ダーウィンと言えば、南米南部(パタゴニア付近など)やガラパゴスなどを回ったビーグル号航海記が有名で、特にガラパゴスで見た他の地域では見られない特異な動物、同じ種で島毎に形態が異なること(多分ダーウィン・フィンチが有名)が自然選択説の直接のヒントになったと思われていることも多い。実際は、暫く後から振り返って自説の確信、補強にはなったという方が適切だと思われている。尚、ダーウィンがビーグル号に乗ることに父が反対していたので、叔父のジョサイア・ウェッジウッドⅡ世の力添えがなかったら実現しなかったかもしれない。もし航海にでていなければ自然選択説に到達したかは所謂「神のみぞ知る」。

 

ダーウィンは1838には自然選択の構想をしていたが、発表したのは約20年後のことである。やはりキリスト教・聖書の神による天地創造説・天変地異説に反していて論争の的になるのを避けていたからと言われている(米国キリスト教徒は今でも天地創造説を50%位の割合で信じていると調査があった。本当だろうか)。発表する契機となったのは同じ説を書いたアルフレッド・ウォレスの書簡を1858年に受け取ったこと。細かい経緯を省略すれば、翌年=1859年のリンネ学会で二人の共同発表という形で表に出された(発表会は二人とも欠席)。

 

ダーウィンは「進化論」ではなく「自然選択説」であり、生き残るものが優れているという考えはしておらず、変異(modification)という用語を使っていた。『種の起源』は何度も改訂されていて進化(revolution)という用語は第6版で使っている。この「進化」が曲者である。進化=進歩と捉えられ優勝劣敗という社会ダーウィニズムが生まれ、格差社会・人種差別、優性説を肯定する考えに繋がった。勿論、これはダーウィンに帰すべきものではない。尚、「適者適存」という用語は社会学者ハーバード・スペンサーによる造語(1862)でダーウィンも第5版で取り入れている。

 

ダーウィンも当然「遺伝」は知っていたが、「遺伝の要素、今で言えば遺伝子」という考えには及ばず、同時代の人であるメンデルは既にエンドウ(豌豆)の実験による「メンデルの法則」を発表していたもののダーウィンはこの存在に気づかなかった。また、生物は長い時間をかけ変化するという考えであり、突然変異まで見いだせなかったのは当時として無理のないことである。
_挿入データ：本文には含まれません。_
//! Document-level resources held only while a panel or modal is open.
//!
//! A [`ResourceGuard`] acquires its resource on construction and releases it
//! on drop, so closing, unmounting and navigating away all release through
//! the same path. Components use [`use_scoped_resource`] for resources tied
//! to an open flag and [`use_mounted_resource`] for ones tied to mounting.

use dioxus::core::Task;
use dioxus::prelude::*;
use std::cell::RefCell;
use std::collections::HashMap;
use std::rc::Rc;
use std::sync::atomic::{AtomicU64, Ordering};

/// Who owns the document listener behind an outside-click watch.
#[derive(Debug, Clone, Copy, PartialEq, Eq, Default)]
pub enum OutsideClickScope {
    /// One document listener dispatches to every open dropdown on the page.
    #[default]
    Shared,
    /// The dropdown installs and removes its own listener.
    PerInstance,
}

#[derive(Debug, Clone, PartialEq, Eq)]
pub enum DocumentResource {
    /// Fires when a pointer press lands outside the element with `boundary_id`.
    OutsideClick {
        boundary_id: String,
        scope: OutsideClickScope,
    },
    /// Fires when Escape is pressed anywhere in the document.
    EscapeKey,
    /// Hides body overflow; restores the previous value on release. Never fires.
    ScrollLock,
}

#[derive(Debug, Clone, Copy, PartialEq, Eq, Hash)]
pub struct ResourceId(u64);

impl ResourceId {
    pub fn next() -> Self {
        static NEXT: AtomicU64 = AtomicU64::new(1);
        ResourceId(NEXT.fetch_add(1, Ordering::Relaxed))
    }

    pub fn as_u64(&self) -> u64 {
        self.0
    }
}

/// Something that can attach document resources.
pub trait ResourceHost: Clone + 'static {
    fn acquire(&self, id: ResourceId, resource: &DocumentResource, on_fire: Box<dyn FnMut()>);
    fn release(&self, id: ResourceId, resource: &DocumentResource);
}

/// Holds one acquired resource; releases it when dropped.
pub struct ResourceGuard<H: ResourceHost> {
    host: H,
    id: ResourceId,
    resource: DocumentResource,
}

impl<H: ResourceHost> ResourceGuard<H> {
    pub fn acquire(host: H, resource: DocumentResource, on_fire: impl FnMut() + 'static) -> Self {
        let id = ResourceId::next();
        tracing::debug!(id = id.as_u64(), ?resource, "acquiring document resource");
        host.acquire(id, &resource, Box::new(on_fire));
        Self { host, id, resource }
    }

    pub fn id(&self) -> ResourceId {
        self.id
    }

    pub fn resource(&self) -> &DocumentResource {
        &self.resource
    }
}

impl<H: ResourceHost> Drop for ResourceGuard<H> {
    fn drop(&mut self) {
        tracing::debug!(id = self.id.as_u64(), "releasing document resource");
        self.host.release(self.id, &self.resource);
    }
}

/// Browser host built on `document::eval`.
///
/// Each resource registers an undo function under its id in
/// `window.__cfScoped`; release calls it. Fired events travel back over the
/// eval channel and are forwarded to `on_fire` from a scope-owned task.
#[derive(Clone, Default)]
pub struct DomHost {
    tasks: Rc<RefCell<HashMap<ResourceId, Task>>>,
}

impl PartialEq for DomHost {
    fn eq(&self, other: &Self) -> bool {
        Rc::ptr_eq(&self.tasks, &other.tasks)
    }
}

impl ResourceHost for DomHost {
    fn acquire(&self, id: ResourceId, resource: &DocumentResource, mut on_fire: Box<dyn FnMut()>) {
        let mut eval = document::eval(&install_script(id, resource));
        if matches!(resource, DocumentResource::ScrollLock) {
            return;
        }
        let task = spawn(async move {
            while eval.recv::<bool>().await.is_ok() {
                on_fire();
            }
        });
        self.tasks.borrow_mut().insert(id, task);
    }

    fn release(&self, id: ResourceId, _resource: &DocumentResource) {
        if let Some(task) = self.tasks.borrow_mut().remove(&id) {
            task.cancel();
        }
        document::eval(&release_script(id));
    }
}

/// Bring `slot` in line with `active`: acquire when active and empty,
/// release when inactive, and swap the guard when `resource` differs from
/// the held one. Returns `true` if the slot changed.
pub fn reconcile<H: ResourceHost>(
    slot: &mut Option<ResourceGuard<H>>,
    host: &H,
    active: bool,
    resource: &DocumentResource,
    on_fire: impl FnMut() + 'static,
) -> bool {
    let held = slot.as_ref().map(|guard| guard.resource() == resource);
    match (active, held) {
        (true, Some(true)) | (false, None) => false,
        (true, _) => {
            *slot = Some(ResourceGuard::acquire(host.clone(), resource.clone(), on_fire));
            true
        }
        (false, Some(_)) => {
            *slot = None;
            true
        }
    }
}

/// Hold `resource` while `active` is true. A changed `resource` (e.g. a new
/// outside-click scope) is re-acquired on the next render; the guard is also
/// released when the component unmounts.
pub fn use_scoped_resource<F>(active: Memo<bool>, resource: DocumentResource, on_fire: F)
where
    F: FnMut() + Clone + 'static,
{
    let host = use_hook(DomHost::default);
    let slot = use_hook(|| Rc::new(RefCell::new(None::<ResourceGuard<DomHost>>)));

    use_effect(use_reactive!(|resource| {
        reconcile(
            &mut slot.borrow_mut(),
            &host,
            active(),
            &resource,
            on_fire.clone(),
        );
    }));
}

/// Hold `resource` for the component's whole lifetime.
pub fn use_mounted_resource<F>(resource: DocumentResource, on_fire: F)
where
    F: FnMut() + 'static,
{
    use_hook(move || Rc::new(ResourceGuard::acquire(DomHost::default(), resource, on_fire)));
}

fn js_string(value: &str) -> String {
    serde_json::to_string(value).unwrap_or_else(|_| "\"\"".to_string())
}

/// JS that installs `resource` and registers its undo function.
pub fn install_script(id: ResourceId, resource: &DocumentResource) -> String {
    let key = id.as_u64();
    let body = match resource {
        DocumentResource::OutsideClick {
            boundary_id,
            scope: OutsideClickScope::PerInstance,
        } => format!(
            r#"const handler = (e) => {{
                const b = document.getElementById({boundary});
                if (b && !b.contains(e.target)) {{ dioxus.send(true); }}
            }};
            document.addEventListener("mousedown", handler, true);
            reg[{key}] = () => document.removeEventListener("mousedown", handler, true);"#,
            boundary = js_string(boundary_id),
        ),
        DocumentResource::OutsideClick {
            boundary_id,
            scope: OutsideClickScope::Shared,
        } => format!(
            r#"const shared = (window.__cfOutside = window.__cfOutside || {{ entries: {{}}, handler: null }});
            shared.entries[{key}] = {{ boundary: {boundary}, fire: () => dioxus.send(true) }};
            if (!shared.handler) {{
                shared.handler = (e) => {{
                    for (const k in shared.entries) {{
                        const entry = shared.entries[k];
                        const b = document.getElementById(entry.boundary);
                        if (b && !b.contains(e.target)) {{ entry.fire(); }}
                    }}
                }};
                document.addEventListener("mousedown", shared.handler, true);
            }}
            reg[{key}] = () => {{
                delete shared.entries[{key}];
                if (Object.keys(shared.entries).length === 0 && shared.handler) {{
                    document.removeEventListener("mousedown", shared.handler, true);
                    shared.handler = null;
                }}
            }};"#,
            boundary = js_string(boundary_id),
        ),
        DocumentResource::EscapeKey => format!(
            r#"const handler = (e) => {{ if (e.key === "Escape") {{ dioxus.send(true); }} }};
            document.addEventListener("keydown", handler);
            reg[{key}] = () => document.removeEventListener("keydown", handler);"#
        ),
        DocumentResource::ScrollLock => format!(
            r#"const previous = document.body.style.overflow;
            document.body.style.overflow = "hidden";
            reg[{key}] = () => {{ document.body.style.overflow = previous; }};"#
        ),
    };
    format!("const reg = (window.__cfScoped = window.__cfScoped || {{}});\n{body}")
}

/// JS that runs and forgets the undo function registered for `id`.
pub fn release_script(id: ResourceId) -> String {
    let key = id.as_u64();
    format!(
        r#"const reg = window.__cfScoped || {{}};
        const undo = reg[{key}];
        if (undo) {{ undo(); delete reg[{key}]; }}"#
    )
}
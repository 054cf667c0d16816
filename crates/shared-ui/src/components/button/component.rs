use dioxus::prelude::*;

#[derive(Debug, Clone, Copy, PartialEq, Default)]
pub enum ButtonVariant {
    #[default]
    Primary,
    Secondary,
    Outline,
    Ghost,
}

impl ButtonVariant {
    fn class(&self) -> &'static str {
        match self {
            ButtonVariant::Primary => "primary",
            ButtonVariant::Secondary => "secondary",
            ButtonVariant::Outline => "outline",
            ButtonVariant::Ghost => "ghost",
        }
    }
}

#[derive(Props, Clone, PartialEq)]
pub struct ButtonProps {
    #[props(default)]
    pub variant: ButtonVariant,
    #[props(default = false)]
    pub disabled: bool,
    /// Renders a spinner and disables the button.
    #[props(default = false)]
    pub busy: bool,
    /// `submit` inside forms.
    #[props(default = "button".to_string())]
    pub button_type: String,
    #[props(default)]
    pub onclick: Option<EventHandler<MouseEvent>>,
    #[props(extends = GlobalAttributes)]
    pub attributes: Vec<Attribute>,
    pub children: Element,
}

#[component]
pub fn Button(props: ButtonProps) -> Element {
    let base = vec![
        Attribute::new("class", "button", None, false),
        Attribute::new("data-style", props.variant.class(), None, false),
    ];
    let merged = dioxus_primitives::merge_attributes(vec![base, props.attributes]);

    rsx! {
        document::Link { rel: "stylesheet", href: asset!("./style.css") }
        button {
            r#type: "{props.button_type}",
            disabled: props.disabled || props.busy,
            "aria-busy": props.busy,
            onclick: move |evt| {
                if let Some(handler) = &props.onclick {
                    handler.call(evt);
                }
            },
            ..merged,
            if props.busy {
                span { class: "button-spinner", "aria-hidden": "true" }
            }
            {props.children}
        }
    }
}
use serde::{Deserialize, Serialize};

#[cfg(feature = "validation")]
use validator::Validate;

/// Topics offered on the contact form.
pub const CONTACT_TOPICS: &[&str] = &[
    "Product demo",
    "Pricing",
    "Institutional subscription",
    "Technical support",
    "Other",
];

/// Contact form submission.
#[derive(Debug, Clone, Default, Serialize, Deserialize, PartialEq)]
#[cfg_attr(feature = "validation", derive(Validate))]
pub struct ContactRequest {
    #[cfg_attr(
        feature = "validation",
        validate(length(min = 1, message = "Name is required"))
    )]
    pub name: String,
    #[cfg_attr(
        feature = "validation",
        validate(email(message = "Valid email is required"))
    )]
    pub email: String,
    #[cfg_attr(
        feature = "validation",
        validate(length(min = 1, message = "Please choose a topic"))
    )]
    pub topic: String,
    #[cfg_attr(
        feature = "validation",
        validate(length(min = 10, message = "Message must be at least 10 characters"))
    )]
    pub message: String,
}
#[cfg(test)]
mod common;

#[cfg(test)]
mod judgment_flow_tests;

#[cfg(test)]
mod stale_response_tests;

#[cfg(test)]
mod dropdown_flow_tests;

#[cfg(test)]
mod scoped_resource_tests;

#[cfg(test)]
mod session_flow_tests;
use serde::{Deserialize, Serialize};

/// Feature flags controlling which optional page sections are rendered.
///
/// Every field defaults to `false` so that a missing or incomplete config
/// file hides all optional sections.
#[derive(Debug, Clone, Serialize, Deserialize, Default, PartialEq)]
pub struct FeatureFlags {
    /// Team grid on the home page.
    #[serde(default)]
    pub team_section: bool,
    /// Product video section with the lightbox player.
    #[serde(default)]
    pub video_section: bool,
    /// "Latest from the blog" teaser on the home page.
    #[serde(default)]
    pub blog_teaser: bool,
    #[serde(default)]
    pub testimonials: bool,
}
現在はネオダーウィニズム、総合学説があり、またDNA解析・ゲノム解析などが進んでいるが、進化の原理は必ずしも解明されてはいない。『種の起源』をみればダーウィンの考察は現代でも正しいと思われているものが多く、その偉大さは変わることはない。

 

<補足>

絶対温度のK(摂氏0度は約273K)で知られるケルビン卿(ウィリアム・トムソン)は地球の年齢を約1億歳と推定した。生物が長期間をかけて変化するには短すぎるため、ダーウィンの説は一時評価が下がった。地球年齢が正しく把握されてから復権。